Today, he didn't find much comfort in dampeners, gees or anything else.
He'd found himself in the jumper bay, almost without realizing it, minutes after Griffin's mayday blared on Atlantis' communications system. John's command for Lorne and several other pilots to meet him there, was almost instinctive. He'd been in the air first, barely clearing the receding bay doors, Lorne and the rest behind him and scant minutes after Jumper Six had fallen off their radar.
John looked down at the white capped water passing in a blur under the jumper before squinting at the HUD and making a slight course adjustment. They had Jumper Six's flight plan but it was a big damned ocean and if Six had deviated even a little from their projected path….
He sighed and tapped open communications. "Team One, this is Sheppard. Feeding the search pattern to you now." He held his course as the other five jumpers veered off, fanning out over the horizon.
"Jumper One this is Atlantis." Elizabeth's voice came over the radio.
"Atlantis, this is Jumper One. What's the status on that second search team?" John answered, his gaze methodically refocusing back and forth between the HUD and the ocean view behind it.
"In the air now, John," Elizabeth answered. "We're still trying to hail Jumper Six. No luck yet."
John glanced at his watch and guessed the time since the mayday at about fifteen minutes.

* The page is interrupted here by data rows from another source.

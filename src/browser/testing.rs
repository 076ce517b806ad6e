//! Scriptable in-memory browser for exercising the search pipeline.

use super::{with_navigation_timeout, BrowserDriver, BrowserPage, BrowserSession, NetworkResponse, ResponseStream};
use anyhow::{bail, Result};
use async_trait::async_trait;
use futures::channel::mpsc::{self, UnboundedSender};
use futures::StreamExt;
use std::sync::atomic::{AtomicBool, AtomicU32, Ordering};
use std::sync::{Arc, Mutex};
use std::time::Duration;

pub(crate) const QUOTE_URL: &str = "https://reservations3.fasthotel.com.br/reservaMotorCotar/214";

/// A canned response.
#[derive(Debug, Clone)]
pub(crate) struct StaticResponse {
    pub url: String,
    pub status: u16,
    pub body: Option<String>,
}

impl StaticResponse {
    pub fn new(url: &str, status: u16, body: &str) -> Self {
        Self { url: url.to_string(), status, body: Some(body.to_string()) }
    }

    pub fn quote(status: u16, body: &str) -> Self {
        Self::new(QUOTE_URL, status, body)
    }

    /// A response whose body cannot be read.
    pub fn unreadable(url: &str, status: u16) -> Self {
        Self { url: url.to_string(), status, body: None }
    }
}

#[async_trait]
impl NetworkResponse for StaticResponse {
    fn url(&self) -> &str {
        &self.url
    }

    fn status(&self) -> u16 {
        self.status
    }

    async fn text(&self) -> Result<String> {
        match &self.body {
            Some(body) => Ok(body.clone()),
            None => bail!("No resource with given identifier found"),
        }
    }
}

/// What the page does at each step of a search.
#[derive(Debug, Clone, Default)]
pub(crate) struct PageScript {
    pub during_navigation: Vec<StaticResponse>,
    pub navigation_delay: Duration,
    pub navigation_error: Option<String>,
    pub during_selector_wait: Vec<StaticResponse>,
    pub selector_delay: Duration,
    pub selector_found: bool,
    pub html: String,
    pub snapshot_error: Option<String>,
    pub launch_error: Option<String>,
}

/// Shared recording of what the pipeline did to the browser.
#[derive(Debug, Default)]
pub(crate) struct Recorder {
    pub launches: AtomicU32,
    pub closes: AtomicU32,
    pub subscriptions_open_at_close: AtomicBool,
    pub steps: Mutex<Vec<String>>,
    pub urls: Mutex<Vec<String>>,
}

impl Recorder {
    fn step(&self, step: &str) {
        self.steps.lock().unwrap().push(step.to_string());
    }

    pub fn steps(&self) -> Vec<String> {
        self.steps.lock().unwrap().clone()
    }

    pub fn launches(&self) -> u32 {
        self.launches.load(Ordering::SeqCst)
    }

    pub fn closes(&self) -> u32 {
        self.closes.load(Ordering::SeqCst)
    }
}

pub(crate) struct MockDriver {
    script: PageScript,
    pub recorder: Arc<Recorder>,
}

impl MockDriver {
    pub fn new(script: PageScript) -> Self {
        Self { script, recorder: Arc::new(Recorder::default()) }
    }
}

#[async_trait]
impl BrowserDriver for MockDriver {
    async fn launch(&self) -> Result<Box<dyn BrowserSession>> {
        self.recorder.launches.fetch_add(1, Ordering::SeqCst);
        if let Some(message) = &self.script.launch_error {
            bail!("{}", message);
        }

        let page = Arc::new(MockPage::new(self.script.clone(), Arc::clone(&self.recorder)));
        Ok(Box::new(MockSession { page, recorder: Arc::clone(&self.recorder) }))
    }
}

struct MockSession {
    page: Arc<MockPage>,
    recorder: Arc<Recorder>,
}

#[async_trait]
impl BrowserSession for MockSession {
    async fn new_page(&self) -> Result<Box<dyn BrowserPage>> {
        Ok(Box::new(SharedPage(Arc::clone(&self.page))))
    }

    async fn close(self: Box<Self>) -> Result<()> {
        let open = self.page.open_subscriptions();
        self.recorder.subscriptions_open_at_close.store(open > 0, Ordering::SeqCst);
        self.recorder.closes.fetch_add(1, Ordering::SeqCst);
        self.recorder.step("close");
        Ok(())
    }
}

pub(crate) struct MockPage {
    script: PageScript,
    recorder: Arc<Recorder>,
    listeners: Mutex<Vec<UnboundedSender<Box<dyn NetworkResponse>>>>,
}

impl MockPage {
    pub fn new(script: PageScript, recorder: Arc<Recorder>) -> Self {
        Self { script, recorder, listeners: Mutex::new(Vec::new()) }
    }

    /// Delivers a response to every live subscriber.
    pub fn emit(&self, response: StaticResponse) {
        let listeners = self.listeners.lock().unwrap();
        for listener in listeners.iter() {
            let _ = listener.unbounded_send(Box::new(response.clone()));
        }
    }

    pub fn open_subscriptions(&self) -> usize {
        self.listeners.lock().unwrap().iter().filter(|l| !l.is_closed()).count()
    }
}

#[async_trait]
impl BrowserPage for MockPage {
    async fn subscribe_responses(&self) -> Result<ResponseStream> {
        self.recorder.step("subscribe");
        let (tx, rx) = mpsc::unbounded();
        self.listeners.lock().unwrap().push(tx);
        Ok(rx.boxed())
    }

    async fn navigate(&self, url: &str, timeout: Duration) -> Result<()> {
        self.recorder.step("navigate");
        self.recorder.urls.lock().unwrap().push(url.to_string());

        for response in &self.script.during_navigation {
            self.emit(response.clone());
        }

        with_navigation_timeout(timeout, async {
            tokio::time::sleep(self.script.navigation_delay).await;
            match &self.script.navigation_error {
                Some(message) => bail!("{}", message),
                None => Ok(()),
            }
        })
        .await
    }

    async fn wait_for_selector(&self, _selector: &str, timeout: Duration) -> Result<bool> {
        self.recorder.step("wait_for_selector");

        for response in &self.script.during_selector_wait {
            self.emit(response.clone());
        }

        if self.script.selector_found {
            tokio::time::sleep(self.script.selector_delay.min(timeout)).await;
            Ok(true)
        } else {
            tokio::time::sleep(timeout).await;
            Ok(false)
        }
    }

    async fn rendered_html(&self) -> Result<String> {
        self.recorder.step("rendered_html");
        match &self.script.snapshot_error {
            Some(message) => bail!("{}", message),
            None => Ok(self.script.html.clone()),
        }
    }
}

/// Lets the session hand out the same page while tests keep a handle to it.
struct SharedPage(Arc<MockPage>);

#[async_trait]
impl BrowserPage for SharedPage {
    async fn subscribe_responses(&self) -> Result<ResponseStream> {
        self.0.subscribe_responses().await
    }

    async fn navigate(&self, url: &str, timeout: Duration) -> Result<()> {
        self.0.navigate(url, timeout).await
    }

    async fn wait_for_selector(&self, selector: &str, timeout: Duration) -> Result<bool> {
        self.0.wait_for_selector(selector, timeout).await
    }

    async fn rendered_html(&self) -> Result<String> {
        self.0.rendered_html().await
    }
}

His gut twisted, but he tuned it out. "Copy that. Let me know the second you make contact."
There was a long pause on the radio and John didn't have to ask Elizabeth what she was thinking, he knew all too well. There was a good chance they'd never make contact and that Griffin and McKay were dead already. He shook his head. They're not, damn it!
"Will do, John," Elizabeth answered finally, "Atlantis out."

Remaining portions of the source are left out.